Chapter 2 - Research Methods Flashcards
Naturalistic Setting
Studies in which researchers observe infants in their usual surroundings, such as their own home or their regular childcare centre.
Naturalistic Observation
Studies in which researchers remain relatively passive observers in the sense that, apart from being physically present, they do not interfere in or try to influence the situation.
Narrative Records
A detailed description of the range of behaviours researchers observe.
Event Sampling
A technique in observational research in which a small number of behaviours are identified and the researcher makes a note each time they occur by making a mark on a prepared checklist.
Operational Definition
A clear, concrete verbal description that enables researchers to measure target behaviours and outcomes accurately.
Observer Bias
The phenomenon in which researchers’ expectations or beliefs influence the way they record or interpret behaviour
Ethnographic Researcher
A technique for exploring the interaction of culture and biology, in which researchers from a Western culture male observations or conduct interviews in everyday settings in non-western cultures.
Laboratory Setting
A specially designed researched research space that enables researchers to control or eliminate the influence of irrelevant or distracting factors.
Independent Variable
Aspects of a research setting that researchers identify or vary, such as the presence or absence of an infant’s mother, in order to determine their effect on behaviours of interest.
Dependent Variable
The main behaviour or response of interest in a study; this is the researchers’ measure of the impact of the independent variable.
External Validity
The degree to which the findings of one study can be extended, or generalized, to other samples and settings.
Case Study
Also referred to as the clinical method, this is an in-depth examination of a single individual.
Baby Biography
Observational records made by parents or other caregivers of an infant’s early development.
Single-subject research
A variation of the case study, in which researchers intervene or study the effects of an experimental manipulation within a single participant.
Quasi-Experimental Design
A design in which researchers collect information about groups of participants that are already formed before the study begins.
Experimental Design
A design that examines the influence of an independent variable on a dependent variable.
Random Assignment
The equivalent of flipping a coin, this technique is used to ensure that each child has an equal chance of being placed into the different groups being compared on a specific dependent variable.
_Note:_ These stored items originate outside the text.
// Lexicon
// Word -> level lookup built from externally supplied records, plus the
// sources that supply them and a swappable snapshot holder.

use crate::error::LexiconError;
use crate::models::{LevelTag, WordLevel};
use std::collections::HashMap;
use std::fs;
use std::path::{Path, PathBuf};
use std::sync::{Arc, RwLock};
use tracing::{info, warn};

/// Immutable, case-insensitive word -> level map.
#[derive(Debug, Clone, Default, PartialEq, Eq)]
pub struct LevelMap {
    levels: HashMap<String, LevelTag>,
}

impl LevelMap {
    pub fn empty() -> Self {
        Self::default()
    }

    /// Build from records; later records for the same word win.
    pub fn from_records<I>(records: I) -> Self
    where
        I: IntoIterator<Item = WordLevel>,
    {
        let mut levels = HashMap::new();
        for record in records {
            let key = record.word.trim().to_lowercase();
            if key.is_empty() {
                continue;
            }
            levels.insert(key, record.level);
        }
        Self { levels }
    }

    pub fn get(&self, word: &str) -> Option<LevelTag> {
        if let Some(level) = self.levels.get(word) {
            return Some(*level);
        }
        self.levels.get(&word.to_lowercase()).copied()
    }

    pub fn len(&self) -> usize {
        self.levels.len()
    }

    pub fn is_empty(&self) -> bool {
        self.levels.is_empty()
    }
}

impl FromIterator<WordLevel> for LevelMap {
    fn from_iter<T: IntoIterator<Item = WordLevel>>(iter: T) -> Self {
        Self::from_records(iter)
    }
}

/// Anything that can hand out `{word, level}` records.
pub trait LexiconProvider {
    fn name(&self) -> &str;
    fn load(&self) -> Result<Vec<WordLevel>, LexiconError>;
}

/// Records kept in memory.
#[derive(Debug, Clone, Default)]
pub struct StaticLexicon {
    records: Vec<WordLevel>,
}

impl StaticLexicon {
    pub fn new(records: Vec<WordLevel>) -> Self {
        Self { records }
    }
}

impl LexiconProvider for StaticLexicon {
    fn name(&self) -> &str {
        "static"
    }

    fn load(&self) -> Result<Vec<WordLevel>, LexiconError> {
        Ok(self.records.clone())
    }
}

/// JSON array of `{word, level}` on disk (the classified words file).
#[derive(Debug, Clone)]
pub struct JsonFileLexicon {
    path: PathBuf,
}

impl JsonFileLexicon {
    pub fn new(path: impl Into<PathBuf>) -> Self {
        Self { path: path.into() }
    }

    pub fn path(&self) -> &Path {
        &self.path
    }
}

impl LexiconProvider for JsonFileLexicon {
    fn name(&self) -> &str {
        "json-file"
    }

    fn load(&self) -> Result<Vec<WordLevel>, LexiconError> {
        let content = fs::read_to_string(&self.path)?;
        let records: Vec<WordLevel> = serde_json::from_str(&content)?;
        Ok(records)
    }
}

/// Build a level map, degrading to an empty map when the source fails or is
/// empty so classification still succeeds with every word `unknown`.
pub fn load_level_map(provider: &dyn LexiconProvider) -> LevelMap {
    let records = match provider.load() {
        Ok(records) if records.is_empty() => {
            warn!(provider = provider.name(), error = %LexiconError::Empty, "lexicon.unavailable");
            return LevelMap::empty();
        }
        Ok(records) => records,
        Err(e) => {
            warn!(provider = provider.name(), error = %e, "lexicon.unavailable");
            return LevelMap::empty();
        }
    };

    let record_count = records.len();
    let map = LevelMap::from_records(records);
    info!(
        provider = provider.name(),
        records = record_count,
        words = map.len(),
        "lexicon.loaded"
    );
    map
}

/// Holds the current level map snapshot. Readers get an `Arc` that stays
/// valid for their whole request; `reload` swaps in a fresh map.
#[derive(Debug, Default)]
pub struct LexiconStore {
    current: RwLock<Arc<LevelMap>>,
    reload_lock: std::sync::Mutex<()>,
}

impl LexiconStore {
    pub fn new(map: LevelMap) -> Self {
        Self {
            current: RwLock::new(Arc::new(map)),
            reload_lock: std::sync::Mutex::new(()),
        }
    }

    pub fn from_provider(provider: &dyn LexiconProvider) -> Self {
        Self::new(load_level_map(provider))
    }

    pub fn snapshot(&self) -> Arc<LevelMap> {
        match self.current.read() {
            Ok(guard) => Arc::clone(&guard),
            Err(poisoned) => Arc::clone(&poisoned.into_inner()),
        }
    }

    /// Rebuild from the provider and swap. Concurrent reloads are serialised;
    /// the (possibly slow) load happens outside the read/write lock.
    pub fn reload(&self, provider: &dyn LexiconProvider) -> Arc<LevelMap> {
        let _writer = match self.reload_lock.lock() {
            Ok(guard) => guard,
            Err(poisoned) => poisoned.into_inner(),
        };
        let fresh = Arc::new(load_level_map(provider));
        match self.current.write() {
            Ok(mut guard) => *guard = Arc::clone(&fresh),
            Err(poisoned) => *poisoned.into_inner() = Arc::clone(&fresh),
        }
        fresh
    }
}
As a result of this precaution, potentially important differences across children are distributed across the different groups.
Longitudinal Research
A developmental design in which investigators study the same sample of participants over time, taking measures of their behaviour or ability at specified intervals.
Measurement Equivalence
Correspondence between the measures, or dependent variables, used at two different points in time
Practice Efforts
Improvement in participants’ performance as a result of the repeated exposure to the measures of those abilities
Cohort
A particular group of generation of participants, such as infants born in the same year.
Cross-Sectional Research
A developmental design in which two or more age groups of participants are compared in terms of their behaviour or ability at the same point.
Cohort Effects
A problem in cross-sectional research, in which age differences may actually stem from generational, or cohort, differences.
Microgenetic Research
A developmental design in which participants are observed over a period of time, perhaps 10 or more sessions, with the researchers gathering a rich set of data on which fine-grained analyses can be performed.